» **Input data**
// src/fetch/http.rs
// =============================================================================
// This module downloads pages over HTTP(S).
//
// Key functionality:
// - Sends a GET request with a browser-like User-Agent
// - Each attempt has its own timeout (10 seconds by default)
// - Transient failures (timeouts, connection errors) are retried up to
//   3 attempts in total, with a fixed 2 second pause between them
// - A non-2xx status is a definitive answer and is never retried
// - TLS certificates are verified unless the config explicitly says not to
// =============================================================================

use super::{check_scheme, Fetcher};
use crate::config::FetchConfig;
use crate::error::{FetchCause, FetchError, Result};
use crate::page::Page;
use async_trait::async_trait;
use reqwest::Client;
use tracing::{debug, warn};
use url::Url;

/// Fetcher backed by a shared reqwest client
#[derive(Debug, Clone)]
pub struct HttpFetcher {
    client: Client,
    config: FetchConfig,
}

impl HttpFetcher {
    /// Builds the HTTP client from the given settings
    ///
    /// Fails with `Error::Client` when the settings cannot make a client,
    /// e.g. a User-Agent that is not a valid header value.
    pub fn new(config: FetchConfig) -> Result<Self> {
        if config.accept_invalid_certs {
            warn!("TLS certificate verification is disabled");
        }

        // One client for every request (connection pooling)
        let client = Client::builder()
            .timeout(config.timeout)
            .user_agent(config.user_agent.clone())
            .redirect(reqwest::redirect::Policy::limited(10))
            .danger_accept_invalid_certs(config.accept_invalid_certs)
            .build()?;

        Ok(Self { client, config })
    }

    // Sends a single request and reads the body
    async fn attempt(&self, url: &Url) -> std::result::Result<String, FetchCause> {
        let response = self
            .client
            .get(url.clone())
            .send()
            .await
            .map_err(categorize_error)?;

        let status = response.status();
        if !status.is_success() {
            return Err(FetchCause::Status(status.as_u16()));
        }

        response.text().await.map_err(|e| {
            if e.is_timeout() {
                FetchCause::Timeout
            } else {
                FetchCause::Body(e.to_string())
            }
        })
    }
}

#[async_trait]
impl Fetcher for HttpFetcher {
    async fn fetch(&self, url: &str) -> std::result::Result<Page, FetchError> {
        // Rejected before touching the network, and never retried
        let parsed = check_scheme(url)?;

        let max_attempts = self.config.max_attempts.max(1);
        let mut attempt = 1;

        loop {
            match self.attempt(&parsed).await {
                Ok(body) => {
                    debug!(url, attempt, bytes = body.len(), "fetched page");
                    return Ok(Page::new(url, body));
                }
                Err(cause) if cause.is_transient() && attempt < max_attempts => {
                    warn!(url, attempt, max_attempts, %cause, "fetch failed, retrying");
                    tokio::time::sleep(self.config.retry_delay).await;
                    attempt += 1;
                }
                Err(cause) => {
                    return Err(FetchError::Failed {
                        url: url.to_string(),
                        attempts: attempt,
                        cause,
                    });
                }
            }
        }
    }
}

// Maps a reqwest error onto the cause we report
fn categorize_error(error: reqwest::Error) -> FetchCause {
    if error.is_timeout() {
        FetchCause::Timeout
    } else if error.is_connect() {
        FetchCause::Connect(error.to_string())
    } else {
        FetchCause::Request(error.to_string())
    }
}

// -----------------------------------------------------------------------------
// NOTES:
//
// 1. Why is a status code not retried?
//    - A 404 or 500 is an answer from the server, not a network hiccup
//    - Asking again two seconds later almost always gives the same answer
//
// 2. Why tokio::time::sleep instead of std::thread::sleep?
//    - std sleep would block the whole runtime thread
//    - tokio's sleep only suspends this future
// -----------------------------------------------------------------------------

#[cfg(test)]
mod tests {
    use super::*;
    use crate::error::Error;
    use std::sync::atomic::{AtomicUsize, Ordering};
    use std::sync::Arc;
    use std::time::Duration;
    use tokio::io::{AsyncReadExt, AsyncWriteExt};
    use tokio::net::TcpListener;

    const OK_RESPONSE: &str = "HTTP/1.1 200 OK\r\nContent-Type: text/html\r\nContent-Length: 11\r\nConnection: close\r\n\r\n<p>ciao</p>";
    const ERROR_RESPONSE: &str =
        "HTTP/1.1 500 Internal Server Error\r\nContent-Length: 0\r\nConnection: close\r\n\r\n";

    fn fast_config() -> FetchConfig {
        FetchConfig {
            timeout: Duration::from_millis(200),
            retry_delay: Duration::from_millis(10),
            ..FetchConfig::default()
        }
    }

    // Starts a tiny HTTP server on localhost. With `None` it accepts
    // connections and never answers. Returns the base URL and a counter of
    // accepted connections.
    async fn spawn_stub(response: Option<&'static str>) -> (String, Arc<AtomicUsize>) {
        let listener = TcpListener::bind("127.0.0.1:0").await.unwrap();
        let addr = listener.local_addr().unwrap();
        let hits = Arc::new(AtomicUsize::new(0));
        let counter = Arc::clone(&hits);

        tokio::spawn(async move {
            while let Ok((mut socket, _)) = listener.accept().await {
                counter.fetch_add(1, Ordering::SeqCst);
                tokio::spawn(async move {
                    let mut buf = [0u8; 4096];
                    let _ = socket.read(&mut buf).await;
                    match response {
                        Some(raw) => {
                            let _ = socket.write_all(raw.as_bytes()).await;
                            let _ = socket.shutdown().await;
                        }
                        None => tokio::time::sleep(Duration::from_secs(30)).await,
                    }
                });
            }
        });

        (format!("http://{}/", addr), hits)
    }

    #[tokio::test]
    async fn test_fetch_success() {
        let (url, hits) = spawn_stub(Some(OK_RESPONSE)).await;
        let fetcher = HttpFetcher::new(fast_config()).unwrap();

        let page = fetcher.fetch(&url).await.unwrap();
        assert_eq!(page.url(), url);
        assert_eq!(page.content(), "<p>ciao</p>");
        assert_eq!(hits.load(Ordering::SeqCst), 1);
    }

    #[tokio::test]
    async fn test_sends_browser_user_agent() {
        let listener = TcpListener::bind("127.0.0.1:0").await.unwrap();
        let addr = listener.local_addr().unwrap();

        let server = tokio::spawn(async move {
            let (mut socket, _) = listener.accept().await.unwrap();
            let mut buf = [0u8; 4096];
            let n = socket.read(&mut buf).await.unwrap();
            socket.write_all(OK_RESPONSE.as_bytes()).await.unwrap();
            let _ = socket.shutdown().await;
            String::from_utf8_lossy(&buf[..n]).to_lowercase()
        });

        let fetcher = HttpFetcher::new(fast_config()).unwrap();
        fetcher.fetch(&format!("http://{}/", addr)).await.unwrap();

        let request = server.await.unwrap();
        assert!(
            request.contains("user-agent: mozilla/5.0"),
            "request was: {}",
            request
        );
    }

    #[test]
    fn test_bad_user_agent_is_client_error() {
        let config = FetchConfig {
            user_agent: "bad\nagent".to_string(),
            ..FetchConfig::default()
        };
        assert!(matches!(HttpFetcher::new(config), Err(Error::Client(_))));
    }

    #[tokio::test]
    async fn test_status_error_not_retried() {
        let (url, hits) = spawn_stub(Some(ERROR_RESPONSE)).await;
        let fetcher = HttpFetcher::new(fast_config()).unwrap();

        let err = fetcher.fetch(&url).await.unwrap_err();
        assert!(matches!(
            err,
            FetchError::Failed { attempts: 1, cause: FetchCause::Status(500), .. }
        ));
        assert_eq!(hits.load(Ordering::SeqCst), 1);
    }

    #[tokio::test]
    async fn test_timeout_retried_three_times() {
        let (url, hits) = spawn_stub(None).await;
        let fetcher = HttpFetcher::new(fast_config()).unwrap();

        let err = fetcher.fetch(&url).await.unwrap_err();
        assert!(matches!(
            err,
            FetchError::Failed { attempts: 3, cause: FetchCause::Timeout, .. }
        ));
        assert_eq!(hits.load(Ordering::SeqCst), 3);
    }

    #[tokio::test]
    async fn test_connection_refused_exhausts_budget() {
        // Grab a free port, then close it so nothing is listening
        let listener = TcpListener::bind("127.0.0.1:0").await.unwrap();
        let addr = listener.local_addr().unwrap();
        drop(listener);

        let fetcher = HttpFetcher::new(fast_config()).unwrap();
        let err = fetcher.fetch(&format!("http://{}/", addr)).await.unwrap_err();
        assert!(matches!(err, FetchError::Failed { attempts: 3, .. }));
    }

    #[tokio::test]
    async fn test_unsupported_scheme_is_immediate() {
        let fetcher = HttpFetcher::new(fast_config()).unwrap();

        let err = fetcher.fetch("mailto:someone@example.com").await.unwrap_err();
        assert!(matches!(err, FetchError::UnsupportedScheme { ref scheme, .. } if scheme == "mailto"));

        let err = fetcher.fetch("ftp://example.com/file").await.unwrap_err();
        assert!(matches!(err, FetchError::UnsupportedScheme { ref scheme, .. } if scheme == "ftp"));
    }
}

» **Work to complete**
The expected answer is a copy of every line in the entries that holds the word "None".

» **Completed task**
    // Starts a tiny HTTP server on localhost. With `None` it accepts
                        None => tokio::time::sleep(Duration::from_secs(30)).await,
        let (url, hits) = spawn_stub(None).await;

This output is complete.